Ouçam, com atenção. E alto de preferência. Bem alto.

Talvez (não sou dogmático) um dos melhores road trip álbuns de sempre. Porquê? Sei lá. Porque sim, que é neste caso uma resposta tão boa quanto outra qualquer.

Fica Otherside mas podia ficar qualquer outra faixa de Californication. São todas boas. Um album de goodbye and farewell perfeito para acompanhar qualquer caminhada.

A cada nova review que aparece a The Next Day, já esperamos uma expressão que quase se torna ponto certo, coerência: O melhor regresso de sempre. E acredito que os críticos não se andem a copiar uns aos outros. Fala-se de Bowie e aqui não se copia, reinventa-se.

David Bowie The Next Day

Sendo igualmente termo comum quando se fala ou escreve sobre O Camaleão, a reinvenção é um processo criativo muito diferente do renascimento. Quem renasce recomeça. Mesmo que num caminho diferente. Na minha opinião, neste disco, Bowie não recomeça. Continua.

Tendo em consideração a diferença deste para os discos anteriores, é de notar porém que as novidades que nos traz Bowie mostram essencialmente a maturidade que mais uma decada lhe trouxe.
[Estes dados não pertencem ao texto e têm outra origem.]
/*!
The Neff verifiable shuffle (C7, spec §4.4): a chain of servers jointly permute and
rerandomize a list of encrypted client inputs, with a non-interactively verifiable
transcript at every step. Used both to anonymize application payloads (`NeffDataShuffle`)
and to anonymize servers' per-session DH public keys ahead of a bulk round
(`NeffKeyShuffle`).
*/

pub mod kind;
pub mod protocol;
pub mod transcript;

pub use kind::ShuffleKind;
pub use protocol::{EphemeralKeys, ShuffleRun};
pub use transcript::ShuffleStep;
/*!
Error types shared across the crate.

Follows the same split the teacher execution engine uses: a [`LocalError`]
for bugs in this node's own bookkeeping (never attributable to a peer), and a
[`RemoteError`] for a peer message that fails a check we cannot turn into
evidence a third party could verify. Provable faults (the ones that can be
turned into an `Evidence` and shown to someone who doesn't trust us) are
represented by [`ProtocolError`] instead.
*/

use std::fmt;

/// A bug in local state or an invariant violation; not attributable to any peer.
#[derive(displaydoc::Display, Debug, Clone)]
#[displaydoc("local error: {0}")]
pub struct LocalError(String);

impl LocalError {
    pub fn new(message: impl Into<String>) -> Self {
        Self(message.into())
    }
}

impl std::error::Error for LocalError {}

/// A peer's message failed a check, but the failure cannot be proven to a third party.
#[derive(displaydoc::Display, Debug, Clone)]
#[displaydoc("remote error: {0}")]
pub struct RemoteError(String);

impl RemoteError {
    pub fn new(message: impl Into<String>) -> Self {
        Self(message.into())
    }
}

impl std::error::Error for RemoteError {}

/// A provable protocol fault: a commit/reveal mismatch, a rejected shuffle transcript,
/// a signature failure over a message we can still show to someone else, or a blame verdict.
#[derive(Debug, Clone)]
pub struct ProtocolError {
    pub description: String,
    /// Index of the party this error is attributed to, if known at construction time.
    pub culprit: Option<u32>,
}

impl ProtocolError {
    pub fn new(description: impl Into<String>, culprit: Option<u32>) -> Self {
        Self {
            description: description.into(),
            culprit,
        }
    }
}

impl fmt::Display for ProtocolError {
    fn fmt(&self, f: &mut fmt::Formatter<'_>) -> fmt::Result {
        match self.culprit {
            Some(idx) => write!(f, "protocol error (party {idx}): {}", self.description),
            None => write!(f, "protocol error: {}", self.description),
        }
    }
}

impl std::error::Error for ProtocolError {}

/// What went wrong processing one message, as returned from a round's `receive_message`-style entry point.
#[derive(Debug)]
pub enum ReceiveError {
    Local(LocalError),
    Remote(RemoteError),
    Protocol(ProtocolError),
}

impl From<LocalError> for ReceiveError {
    fn from(error: LocalError) -> Self {
        Self::Local(error)
    }
}

impl From<RemoteError> for ReceiveError {
    fn from(error: RemoteError) -> Self {
        Self::Remote(error)
    }
}

impl From<ProtocolError> for ReceiveError {
    fn from(error: ProtocolError) -> Self {
        Self::Protocol(error)
    }
}
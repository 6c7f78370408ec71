/*!
The immutable participant roster (C1).

A [`Group`] is the ordered view of a [`Roster`] used by a single round: a
contiguous prefix is the server subgroup, the rest are clients. This mirrors
the split in the original implementation between `Identity::Roster` (the
long-term identity store) and `Anonymity::Group` (the per-round ordered
view), so the same roster can back several concurrently-running rounds.
*/

use std::collections::BTreeMap;
use std::fmt;

use ed25519_dalek::VerifyingKey;
use serde::{Deserialize, Serialize};
use sha2::{Digest, Sha256};

/// A 160-bit participant identifier, derived from the participant's long-term
/// verification key. Total ordering is by byte value, per spec §3.
#[derive(Clone, Copy, PartialEq, Eq, PartialOrd, Ord, Hash, Serialize, Deserialize)]
pub struct ParticipantId([u8; 20]);

impl ParticipantId {
    /// Derives an id from a long-term verification key (SHA-256, truncated to 160 bits).
    pub fn from_verifying_key(key: &VerifyingKey) -> Self {
        let digest = Sha256::digest(key.as_bytes());
        let mut bytes = [0u8; 20];
        bytes.copy_from_slice(&digest[..20]);
        Self(bytes)
    }

    pub fn as_bytes(&self) -> &[u8; 20] {
        &self.0
    }
}

impl fmt::Debug for ParticipantId {
    fn fmt(&self, f: &mut fmt::Formatter<'_>) -> fmt::Result {
        write!(f, "Id({})", hex_encode(&self.0))
    }
}

fn hex_encode(bytes: &[u8]) -> String {
    bytes.iter().map(|b| format!("{b:02x}")).collect()
}

/// One participant's long-term identity material: verification key and Diffie-Hellman public key.
#[derive(Debug, Clone, Serialize, Deserialize)]
pub struct Identity {
    pub id: ParticipantId,
    pub verifying_key: VerifyingKey,
    pub dh_public: crate::crypto::dh::DhPublic,
}

/// The long-term identity store for the full membership, independent of any one round.
#[derive(Debug, Clone)]
pub struct Roster {
    members: Vec<Identity>,
}

impl Roster {
    pub fn new(members: Vec<Identity>) -> Self {
        Self { members }
    }

    pub fn members(&self) -> &[Identity] {
        &self.members
    }
}

/// An immutable, ordered participant roster for one round: a server-subgroup prefix
/// followed by the remaining clients.
#[derive(Debug, Clone)]
pub struct Group {
    roster: Vec<Identity>,
    server_count: usize,
    index_of: BTreeMap<ParticipantId, usize>,
}

impl Group {
    /// Builds a group from an already totally-ordered roster and a server subgroup size.
    pub fn new(roster: Vec<Identity>, server_count: usize) -> Self {
        assert!(server_count <= roster.len(), "server subgroup larger than the group");
        let index_of = roster
            .iter()
            .enumerate()
            .map(|(idx, member)| (member.id, idx))
            .collect();
        Self {
            roster,
            server_count,
            index_of,
        }
    }

    pub fn count(&self) -> usize {
        self.roster.len()
    }

    pub fn server_count(&self) -> usize {
        self.server_count
    }

    pub fn client_count(&self) -> usize {
        self.roster.len() - self.server_count
    }

    pub fn is_server(&self, idx: usize) -> bool {
        idx < self.server_count
    }

    pub fn get_index(&self, id: &ParticipantId) -> Option<usize> {
        self.index_of.get(id).copied()
    }

    pub fn get_id(&self, idx: usize) -> Option<ParticipantId> {
        self.roster.get(idx).map(|member| member.id)
    }

    pub fn get_identity(&self, idx: usize) -> Option<&Identity> {
        self.roster.get(idx)
    }

    pub fn contains(&self, id: &ParticipantId) -> bool {
        self.index_of.contains_key(id)
    }

    pub fn servers(&self) -> &[Identity] {
        &self.roster[..self.server_count]
    }

    pub fn clients(&self) -> &[Identity] {
        &self.roster[self.server_count..]
    }

    /// The next id in group order after `id`, wrapping around. Used for "subgroup order" walks
    /// in the shuffle and blame protocols.
    pub fn next(&self, id: &ParticipantId) -> Option<ParticipantId> {
        let idx = self.get_index(id)?;
        let next_idx = (idx + 1) % self.roster.len();
        self.get_id(next_idx)
    }

    /// The id in group order before `id`, wrapping around.
    pub fn previous(&self, id: &ParticipantId) -> Option<ParticipantId> {
        let idx = self.get_index(id)?;
        let prev_idx = (idx + self.roster.len() - 1) % self.roster.len();
        self.get_id(prev_idx)
    }

    /// The next server after server index `idx`, wrapping within the server subgroup only.
    pub fn next_server(&self, idx: usize) -> usize {
        (idx + 1) % self.server_count
    }

    pub fn is_subset_of(&self, other: &Group) -> bool {
        self.roster.iter().all(|member| other.contains(&member.id))
    }

    /// Returns a new group with the given member removed. Groups are immutable in place;
    /// this always allocates a fresh one.
    pub fn without_member(&self, id: &ParticipantId) -> Self {
        let roster: Vec<_> = self.roster.iter().filter(|member| member.id != *id).cloned().collect();
        let server_count = if self.get_index(id).map(|idx| idx < self.server_count).unwrap_or(false) {
            self.server_count - 1
        } else {
            self.server_count
        };
        Self::new(roster, server_count)
    }
}

impl PartialEq for Group {
    fn eq(&self, other: &Self) -> bool {
        self.server_count == other.server_count
            && self.roster.len() == other.roster.len()
            && self
                .roster
                .iter()
                .zip(other.roster.iter())
                .all(|(a, b)| a.id == b.id && a.verifying_key == b.verifying_key)
    }
}

impl Eq for Group {}

#[cfg(test)]
mod tests {
    use super::*;
    use crate::testing::test_identity;

    #[test]
    fn next_and_previous_wrap_around() {
        let members: Vec<_> = (0..5).map(test_identity).collect();
        let ids: Vec<_> = members.iter().map(|m| m.id).collect();
        let group = Group::new(members, 3);

        assert_eq!(group.next(&ids[4]), Some(ids[0]));
        assert_eq!(group.previous(&ids[0]), Some(ids[4]));
        assert_eq!(group.next(&ids[1]), Some(ids[2]));
    }

    #[test]
    fn server_subgroup_split() {
        let members: Vec<_> = (0..5).map(test_identity).collect();
        let group = Group::new(members, 2);
        assert_eq!(group.servers().len(), 2);
        assert_eq!(group.clients().len(), 3);
        assert!(group.is_server(0));
        assert!(group.is_server(1));
        assert!(!group.is_server(2));
    }

    #[test]
    fn without_member_shrinks_server_count_when_relevant() {
        let members: Vec<_> = (0..4).map(test_identity).collect();
        let ids: Vec<_> = members.iter().map(|m| m.id).collect();
        let group = Group::new(members, 2);
        let shrunk = group.without_member(&ids[0]);
        assert_eq!(shrunk.count(), 3);
        assert_eq!(shrunk.server_count(), 1);

        let unaffected = group.without_member(&ids[3]);
        assert_eq!(unaffected.server_count(), 2);
    }
}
No entanto, essas novidades são mais notadas pela longa ausência desde Reality do que por uma eventual inexistência de referências intertextuais a toda a sua obra.

O novo século está bem presente é certo, mas não há como negar a presença de um Bowie antigo, um Bowie que presta de alguma forma homenagem a uma vida longa, que desde a decada de 60 não se negou a nos encantar com uma nitida vontade de se encantar a si mesma.

É dessa decada de 60, que se podem retirar as sonoridades quase jazzisticas de uma pop a nascer que inspiram I’d Rather Be High por exemplo. E a própria história que esta nos conta, que podendo colocar o soldado em qualquer guerra moderna, não deixa de o colocar também naquela época em que “preferia estar morto, que fora de mim” era sentimento apanágio de tantos.

Já de outros anos, loucos de diferente forma, se sentem sons e se escutam letras (ou será ao contrário) em músicas como Dirty Boys. Da guitarra violentissima à busca louca por uma emoção diferente, algo que leve a excitação a píncaros, tanto nos pode ligar, o pode ligar, ao Duke, o branco e magro Duke, à cocaina desmedida que deixaria facilmente a acreditar que “quando a sorte está lançada e não temos escolha, iremos correr com rapazes sujos”…

Do branco ao negro, da luz (mesmo que muito artificial) à escuridão, tal como anos depois Bowie se entregara a um romantismo digno de Poe, também neste disco ele nos deixa laivos de tais tempos em que bordados e debruados substituíam as vestes de cabaret. Ouça-se Love is Lost enquanto nos despedimos de uma vida sem dor.

Li um destes dias, sobre a anunciada e efectiva morte de Ziggy Stardust com The Next Day. Disse-me depois uma amiga que Ziggy já há muito que morrera. Desta vez, desculpa, acho que te enganas. Aliás, desculpem todos vós mas Ziggy vive. Também ele reinventado. Vive dessa forma mas quase pleno em You Feel So Lonely You Could Die depois de ser ter suicidado com o seu Rock n’ Roll há muitos, muitos anos…

Escrevo-vos já sobre o que reconheci mais facilmente… Sobre o que me é estranho, preciso ainda que se entranhe, que me deixe ouvir, sentir. De imediato fico com noção de que, uma vez mais, David Bowie cria uma imagética lirica sublime, muito além da interpretação Kantiana, exacerbando até a definição de Dostoevsky. Bowie cria uma imagética bela, triste, tenebrosa por vezes, tocando todos os campos que fazem do homem um bicho tão complexo.

É um reinventar-se. É nitidamente um saber como ninguém o que em si há de melhor, e mostrar ao mundo uma vez mais, que sem se mostrar tal como é (já há muito se perdeu tal noção se é que alguma vez Bowie a terá dado a conhecer) se consegue mostrar tal como o queremos. E nós queremos aquilo que ele quiser.